The annual rate of inflation fell sharply to 3.7% in May, according to figures from the Central Statistics Office, the lowest rate since December 1999. The rate was 4.3% in April.
Prices fell by 0.1% compared with the previous month. The main factor was the fall in global oil prices after the ending of the war in Iraq.
The CSO says there was a fall in the cost of home heating oil and a marginal fall in private rents. Falling motor fuel prices and lower airfares also brought transport costs down, but prices in the health sector rose, while there were also increases in the price of alcohol, restaurant meals and guesthouse accommodation charges.
The EU harmonised index of consumer prices fell by 0.2% in the month, bringing the annual rate down from 4.6% to 3.9%.
IIB economist Austin Hughes said the surprisingly large fall reflected the stark contrast between falling energy costs last month and rising costs a year earlier. He estimates that this took around 0.4 points off the annual rate.
Hughes points out that all the main commodity groups also showed declines, because of the stronger euro and more sluggish demand. He also describes as 'encouraging' signs of a slight easing of inflation in the service sector.
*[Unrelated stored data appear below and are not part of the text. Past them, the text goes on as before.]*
//! The `stats` command: a quick summary of what the store holds.

use anyhow::Result;

use crate::config::Config;
use crate::memory_store::MemoryStore;

fn format_bytes(bytes: u64) -> String {
    if bytes < 1024 {
        format!("{} B", bytes)
    } else if bytes < 1024 * 1024 {
        format!("{:.1} KB", bytes as f64 / 1024.0)
    } else {
        format!("{:.1} MB", bytes as f64 / (1024.0 * 1024.0))
    }
}

pub async fn run_stats(config: &Config) -> Result<()> {
    let store = MemoryStore::open(config).await?;
    let stats = store.stats().await;
    let file_size = tokio::fs::metadata(&config.store.path)
        .await
        .map(|m| m.len())
        .unwrap_or(0);

    println!("MCP Memory Store Stats");
    println!("======================");
    println!();
    println!("  Store file:  {}", config.store.path.display());
    println!("  Size:        {}", format_bytes(file_size));
    println!();
    println!("  Records:     {}", stats.total_records);
    println!("  Words:       {}", stats.total_words);
    println!("  Avg words:   {:.1}", stats.average_words);
    println!("  Unique tags: {}", stats.unique_tags);
    if let Some(oldest) = stats.oldest_timestamp {
        println!("  Oldest:      {}", oldest.format("%Y-%m-%d %H:%M:%S"));
    }
    if let Some(newest) = stats.newest_timestamp {
        println!("  Newest:      {}", newest.format("%Y-%m-%d %H:%M:%S"));
    }
    println!();
    Ok(())
}
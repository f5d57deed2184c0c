//! Tracing subscriber setup for `mcpm`.
//!
//! Logs go to stderr so stdout stays clean for command output such as JSON
//! exports and search listings. Without an explicit filter only this
//! workspace logs at `info`; hyper, reqwest and the rest stay at `warn`.

use anyhow::{anyhow, Result};
use tracing_subscriber::{fmt, layer::SubscriberExt, util::SubscriberInitExt, EnvFilter};

/// Filter used when neither `--log-level` nor `RUST_LOG` is set.
pub const DEFAULT_FILTER: &str = "warn,mcp_memory=info,mcp_memory_core=info";

/// Pick the filter directive: the CLI flag, then `RUST_LOG`, then
/// [`DEFAULT_FILTER`]. Blank values count as unset.
pub fn resolve_filter(flag: Option<&str>, env: Option<&str>) -> String {
    flag.or(env)
        .map(str::trim)
        .filter(|f| !f.is_empty())
        .unwrap_or(DEFAULT_FILTER)
        .to_string()
}

/// Install the global subscriber.
///
/// `color` is the caller's final decision; `main` folds `--no-color` and
/// `NO_COLOR` into it. Fails if a subscriber is already installed or the
/// filter does not parse.
pub fn init_logging(log_level: Option<&str>, color: bool) -> Result<()> {
    let rust_log = std::env::var("RUST_LOG").ok();
    let filter = resolve_filter(log_level, rust_log.as_deref());
    let env_filter = EnvFilter::try_new(&filter)
        .map_err(|e| anyhow!("Invalid log filter '{}': {}", filter, e))?;

    tracing_subscriber::registry()
        .with(env_filter)
        .with(
            fmt::layer()
                .with_writer(std::io::stderr)
                .with_target(true)
                .with_ansi(color),
        )
        .try_init()
        .map_err(|e| anyhow!("Failed to init logging: {}", e))
}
IIB is now forecasting an average inflation rate of 3.8% this year.
Small business group ISME welcomed the decrease in inflation, but it said that external factors, including the effect of the strong euro against both sterling and the US dollar, had to be acknowledged, rather than any Government initiatives.
Employers' group IBEC also welcomed the fall but said it would be 'disastrous' to abandon efforts to tackle domestic sources of excessive inflation that had become embeded in the Irish economy.
'Ireland still has a rate of inflation that is more than twice that of the EU average and almost one percentage point above the next highest country,' IBEC said.